REQUIRED WORK: Copy each line of the data below in which the word "Ordering" can be found.

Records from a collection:

^^^^^^^^

//! # Identifiers
//!
//! A model carries two ids:
//! - [`ModelId`]: process-unique 128-bit id, fixed at construction
//! - [`EntityId`]: integer issued by the host at spawn time

use std::fmt;

use serde::{Deserialize, Serialize};
use uuid::Uuid;

/// Process-unique model identifier.
#[derive(Clone, Copy, Debug, PartialEq, Eq, Hash, PartialOrd, Ord, Serialize, Deserialize)]
#[repr(transparent)]
pub struct ModelId(Uuid);

impl ModelId {
    /// Generates a fresh random id.
    #[must_use]
    pub fn random() -> Self {
        Self(Uuid::new_v4())
    }

    /// Wraps an existing UUID.
    #[must_use]
    pub const fn from_uuid(uuid: Uuid) -> Self {
        Self(uuid)
    }

    /// Returns the underlying UUID.
    #[must_use]
    pub const fn as_uuid(&self) -> &Uuid {
        &self.0
    }
}

impl fmt::Display for ModelId {
    fn fmt(&self, f: &mut fmt::Formatter<'_>) -> fmt::Result {
        self.0.fmt(f)
    }
}

/// Host-assigned entity id.
///
/// `0` means the model has not been spawned yet.
#[derive(Clone, Copy, Debug, Default, PartialEq, Eq, Hash, Serialize, Deserialize)]
#[repr(transparent)]
pub struct EntityId(pub i32);

impl EntityId {
    /// Id of a model that was never spawned.
    pub const UNSET: Self = Self(0);

    /// Returns true once the host has issued an id.
    #[inline]
    #[must_use]
    pub const fn is_assigned(self) -> bool {
        self.0 != 0
    }
}

impl fmt::Display for EntityId {
    fn fmt(&self, f: &mut fmt::Formatter<'_>) -> fmt::Result {
        self.0.fmt(f)
    }
}

#[cfg(test)]
mod tests {
    use super::*;

    #[test]
    fn test_model_ids_are_unique() {
        assert_ne!(ModelId::random(), ModelId::random());
    }

    #[test]
    fn test_entity_id_unset() {
        assert!(!EntityId::UNSET.is_assigned());
        assert!(!EntityId::default().is_assigned());
        assert!(EntityId(42).is_assigned());
    }
}
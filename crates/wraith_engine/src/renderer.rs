//! # Renderer
//!
//! Turns model edits into viewer traffic: full renders for first-time
//! visibility, interpolated moves, teleports and removal.
//!
//! Every operation runs under the tracker lock, so the edit and the push
//! it triggers happen as one step.

use glam::DVec3;
use tracing::{debug, info};
use wraith_core::{HostTypes, Location, Model, Transform};
use wraith_shared::{ModelId, WraithResult};

use crate::packet::ViewerPacket;
use crate::tracker::{Entry, ModelTracker};

/// Render operations over a tracker.
pub struct Renderer<'a, H: HostTypes> {
    tracker: &'a ModelTracker<H>,
}

impl<'a, H: HostTypes> Renderer<'a, H> {
    /// Borrows `tracker`.
    #[must_use]
    pub const fn new(tracker: &'a ModelTracker<H>) -> Self {
        Self { tracker }
    }

    /// Sends a spawn and every property to every current viewer.
    ///
    /// The dirty set is left alone; only sync passes clear it.
    ///
    /// # Errors
    ///
    /// `NotFound` if `id` is not tracked.
    pub fn render(&self, id: ModelId) -> WraithResult<()> {
        self.tracker.with_entry(id, |entry| {
            let audience = entry.audience();
            self.tracker.push_full(&entry.model, &audience);
            debug!(model = %id, viewers = audience.len(), "Full render");
            Ok(())
        })
    }

    /// Moves the model to `target` by offsetting its translation, tweened
    /// over `duration` ticks, then pushes the change.
    ///
    /// # Errors
    ///
    /// `NotFound` if `id` is not tracked.
    pub fn render_at(&self, id: ModelId, target: DVec3, duration: i32) -> WraithResult<()> {
        self.render_at_with(id, target, duration, |_| {})
    }

    /// Like [`Self::render_at`], running `extra` on the transform after the
    /// offset.
    ///
    /// # Errors
    ///
    /// `NotFound` if `id` is not tracked.
    pub fn render_at_with(
        &self,
        id: ModelId,
        target: DVec3,
        duration: i32,
        extra: impl FnOnce(&mut Transform),
    ) -> WraithResult<()> {
        self.tracker.with_entry(id, |entry| {
            entry.model.render_at_with(target, duration, extra);
            self.tracker.push_dirty(entry);
            Ok(())
        })
    }

    /// Moves the model's anchor to `anchor`, leaving interpolation alone.
    ///
    /// Only the anchor moves. The relative transform is kept, so afterwards
    /// the absolute position is `anchor + translation`, not `anchor` itself.
    /// Viewers receive pending metadata, then a `Teleport` to the anchor.
    ///
    /// # Errors
    ///
    /// `NotFound` if `id` is not tracked.
    pub fn teleport(&self, id: ModelId, anchor: Location<H::World>) -> WraithResult<()> {
        self.tracker.with_entry(id, |entry| {
            entry.model.relocate(anchor);
            self.send_teleport(entry);
            Ok(())
        })
    }

    /// Like [`Self::teleport`], tweening the move over `duration` ticks.
    ///
    /// As there, `anchor` is the new anchor and the absolute position ends
    /// up at `anchor + translation`.
    ///
    /// # Errors
    ///
    /// `InvalidArgument` if `duration` is outside `0..=59`, in which case
    /// nothing moves. `NotFound` if `id` is not tracked.
    pub fn teleport_over(
        &self,
        id: ModelId,
        anchor: Location<H::World>,
        duration: i32,
    ) -> WraithResult<()> {
        self.tracker.with_entry(id, |entry| {
            entry.model.set_teleport_duration(duration)?;
            entry.model.relocate(anchor);
            self.send_teleport(entry);
            Ok(())
        })
    }

    /// Tells every viewer to drop the model, then stops tracking it.
    ///
    /// Returns the model, or `None` if it was not tracked.
    pub fn remove(&self, id: ModelId) -> Option<Model<H>> {
        let entry = self.tracker.take(id)?;
        let audience = entry.audience();
        self.tracker.dispatch(
            &audience,
            ViewerPacket::Remove {
                entity_id: entry.model.entity_id(),
            },
        );
        info!(model = %id, viewers = audience.len(), "Removed model");
        Some(entry.model)
    }

    /// Pending metadata first so the client knows the tween, then the move.
    fn send_teleport(&self, entry: &mut Entry<H>) {
        self.tracker.push_dirty(entry);
        let audience = entry.audience();
        self.tracker.dispatch(
            &audience,
            ViewerPacket::Teleport {
                entity_id: entry.model.entity_id(),
                location: entry.model.anchor().clone(),
            },
        );
        debug!(
            model = %entry.model.id(),
            x = entry.model.anchor().position.x,
            y = entry.model.anchor().position.y,
            z = entry.model.anchor().position.z,
            "Teleported"
        );
    }
}
//! # Engine
//!
//! Start-up negotiation, the spawn API and the per-tick pass.
//!
//! ## Rules
//!
//! 1. Construction either fully binds every property or fails
//! 2. A spawn that fails leaves nothing tracked and consumes no entity id
//! 3. One `tick` = one dirty-only sync, then a visibility refresh when due.
//!    Arrivals get full state once and never the same tick's dirty writes

use std::sync::atomic::{AtomicU64, Ordering};
use std::sync::Arc;

use tracing::{debug, info};
use wraith_core::{HostTypes, Location, Model};
use wraith_shared::{ModelId, WraithResult};

use crate::config::EngineConfig;
use crate::host::{EntityIdAllocator, ProximityOracle};
use crate::registry::PropertyRegistry;
use crate::renderer::Renderer;
use crate::schema::{select_schema, HostSchema};
use crate::tracker::{ModelTracker, SyncStats, VisibilityChange};
use crate::transport::FieldTransport;

/// Collaborators the host supplies at start-up.
pub struct EngineParts<H: HostTypes> {
    /// Packet delivery.
    pub transport: Arc<dyn FieldTransport<H>>,
    /// Viewer lookup by location.
    pub proximity: Arc<dyn ProximityOracle<H>>,
    /// Entity id source.
    pub ids: Arc<dyn EntityIdAllocator>,
}

/// What one tick did.
#[derive(Clone, Copy, Debug, Default, PartialEq, Eq)]
pub struct TickReport {
    /// Tick number, starting at 1.
    pub tick: u64,
    /// Whether visibility was recomputed this tick.
    pub visibility_refreshed: bool,
    /// Viewer set changes from the refresh.
    pub visibility: VisibilityChange,
    /// Sync pass statistics.
    pub sync: SyncStats,
}

/// The synchronization engine.
pub struct Engine<H: HostTypes> {
    config: EngineConfig,
    tracker: ModelTracker<H>,
    ids: Arc<dyn EntityIdAllocator>,
    ticks: AtomicU64,
}

impl<H: HostTypes> Engine<H> {
    /// Validates `config`, picks the schema matching the host version and
    /// binds every property against it.
    ///
    /// # Errors
    ///
    /// - `InvalidConfig` for out-of-range configuration
    /// - `IncompatibleHost` if no candidate accepts `config.host_version`
    /// - `BindingUnavailable` if the chosen schema cannot carry a property
    pub fn new(
        config: EngineConfig,
        candidates: &[Arc<dyn HostSchema>],
        parts: EngineParts<H>,
    ) -> WraithResult<Self> {
        config.validate()?;
        let schema = select_schema(candidates, &config.host_version)?;
        let registry = Arc::new(PropertyRegistry::resolve(schema.as_ref())?);

        let tracker = ModelTracker::new(
            registry,
            parts.transport,
            parts.proximity,
            config.visibility_radius,
        );

        info!(
            host_version = %config.host_version,
            schema = schema.version(),
            tick_rate = config.tick_rate,
            visibility_radius = config.visibility_radius,
            "Engine started"
        );

        Ok(Self {
            config,
            tracker,
            ids: parts.ids,
            ticks: AtomicU64::new(0),
        })
    }

    /// Active configuration.
    #[must_use]
    pub const fn config(&self) -> &EngineConfig {
        &self.config
    }

    /// The model tracker.
    #[must_use]
    pub const fn tracker(&self) -> &ModelTracker<H> {
        &self.tracker
    }

    /// Render operations over the tracker.
    #[must_use]
    pub const fn renderer(&self) -> Renderer<'_, H> {
        Renderer::new(&self.tracker)
    }

    /// Ticks run so far.
    #[must_use]
    pub fn tick_count(&self) -> u64 {
        self.ticks.load(Ordering::Relaxed)
    }

    // =========================================================================
    // Spawning
    // =========================================================================

    /// Spawns a block model at `location`.
    ///
    /// # Errors
    ///
    /// Propagates tracker errors; none are expected for a fresh model.
    pub fn spawn_block_model(
        &self,
        location: Location<H::World>,
        block: H::BlockState,
    ) -> WraithResult<ModelId> {
        self.spawn(Model::block(location, block), |_| Ok(()))
    }

    /// Spawns a block model, letting `editor` set it up first.
    ///
    /// # Errors
    ///
    /// Whatever `editor` returns; the model is then discarded.
    pub fn spawn_block_model_with(
        &self,
        location: Location<H::World>,
        block: H::BlockState,
        editor: impl FnOnce(&mut Model<H>) -> WraithResult<()>,
    ) -> WraithResult<ModelId> {
        self.spawn(Model::block(location, block), editor)
    }

    /// Spawns an item model at `location`.
    ///
    /// # Errors
    ///
    /// Propagates tracker errors; none are expected for a fresh model.
    pub fn spawn_item_model(
        &self,
        location: Location<H::World>,
        item: H::ItemStack,
    ) -> WraithResult<ModelId> {
        self.spawn(Model::item(location, item), |_| Ok(()))
    }

    /// Spawns an item model, letting `editor` set it up first.
    ///
    /// # Errors
    ///
    /// Whatever `editor` returns; the model is then discarded.
    pub fn spawn_item_model_with(
        &self,
        location: Location<H::World>,
        item: H::ItemStack,
        editor: impl FnOnce(&mut Model<H>) -> WraithResult<()>,
    ) -> WraithResult<ModelId> {
        self.spawn(Model::item(location, item), editor)
    }

    /// Spawns a text model at `location`.
    ///
    /// # Errors
    ///
    /// Propagates tracker errors; none are expected for a fresh model.
    pub fn spawn_text_model(
        &self,
        location: Location<H::World>,
        text: H::Text,
    ) -> WraithResult<ModelId> {
        self.spawn(Model::text(location, text), |_| Ok(()))
    }

    /// Spawns a text model, letting `editor` set it up first.
    ///
    /// # Errors
    ///
    /// Whatever `editor` returns; the model is then discarded.
    pub fn spawn_text_model_with(
        &self,
        location: Location<H::World>,
        text: H::Text,
        editor: impl FnOnce(&mut Model<H>) -> WraithResult<()>,
    ) -> WraithResult<ModelId> {
        self.spawn(Model::text(location, text), editor)
    }

    fn spawn(
        &self,
        mut model: Model<H>,
        editor: impl FnOnce(&mut Model<H>) -> WraithResult<()>,
    ) -> WraithResult<ModelId> {
        editor(&mut model)?;
        // Editor changes are initial state; first viewers get them in full.
        model.take_dirty();

        let id = model.id();
        let variant = model.variant();
        model.assign_entity_id(self.ids.allocate())?;
        let entity_id = model.entity_id();

        self.tracker.track(model)?;
        let visibility = self.tracker.update_visibility(id)?;

        info!(
            model = %id,
            entity = %entity_id,
            ?variant,
            viewers = visibility.added,
            "Spawned model"
        );
        Ok(id)
    }

    // =========================================================================
    // Ticking
    // =========================================================================

    /// Runs one tick: a sync pass, then a visibility refresh when due.
    ///
    /// Hosts normally let [`crate::UpdateScheduler`] call this at the
    /// configured rate.
    pub fn tick(&self) -> TickReport {
        let tick = self.ticks.fetch_add(1, Ordering::Relaxed) + 1;
        let interval = u64::from(self.config.visibility_interval_ticks);

        let sync = self.tracker.update_all();

        let visibility_refreshed = interval > 0 && tick % interval == 0;
        let visibility = if visibility_refreshed {
            self.tracker.update_visibility_all()
        } else {
            VisibilityChange::default()
        };
        if visibility.added > 0 || visibility.removed > 0 {
            debug!(
                tick,
                added = visibility.added,
                removed = visibility.removed,
                "Visibility refreshed"
            );
        }

        TickReport {
            tick,
            visibility_refreshed,
            visibility,
            sync,
        }
    }

    /// Pushes one model's pending changes now, outside the tick.
    ///
    /// # Errors
    ///
    /// `NotFound` if `id` is not tracked.
    pub fn update_model(&self, id: ModelId) -> WraithResult<usize> {
        self.tracker.update_model(id)
    }
}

^^^^^^^^

THE ANSWER:
use std::sync::atomic::{AtomicU64, Ordering};
        self.ticks.load(Ordering::Relaxed)
        let tick = self.ticks.fetch_add(1, Ordering::Relaxed) + 1;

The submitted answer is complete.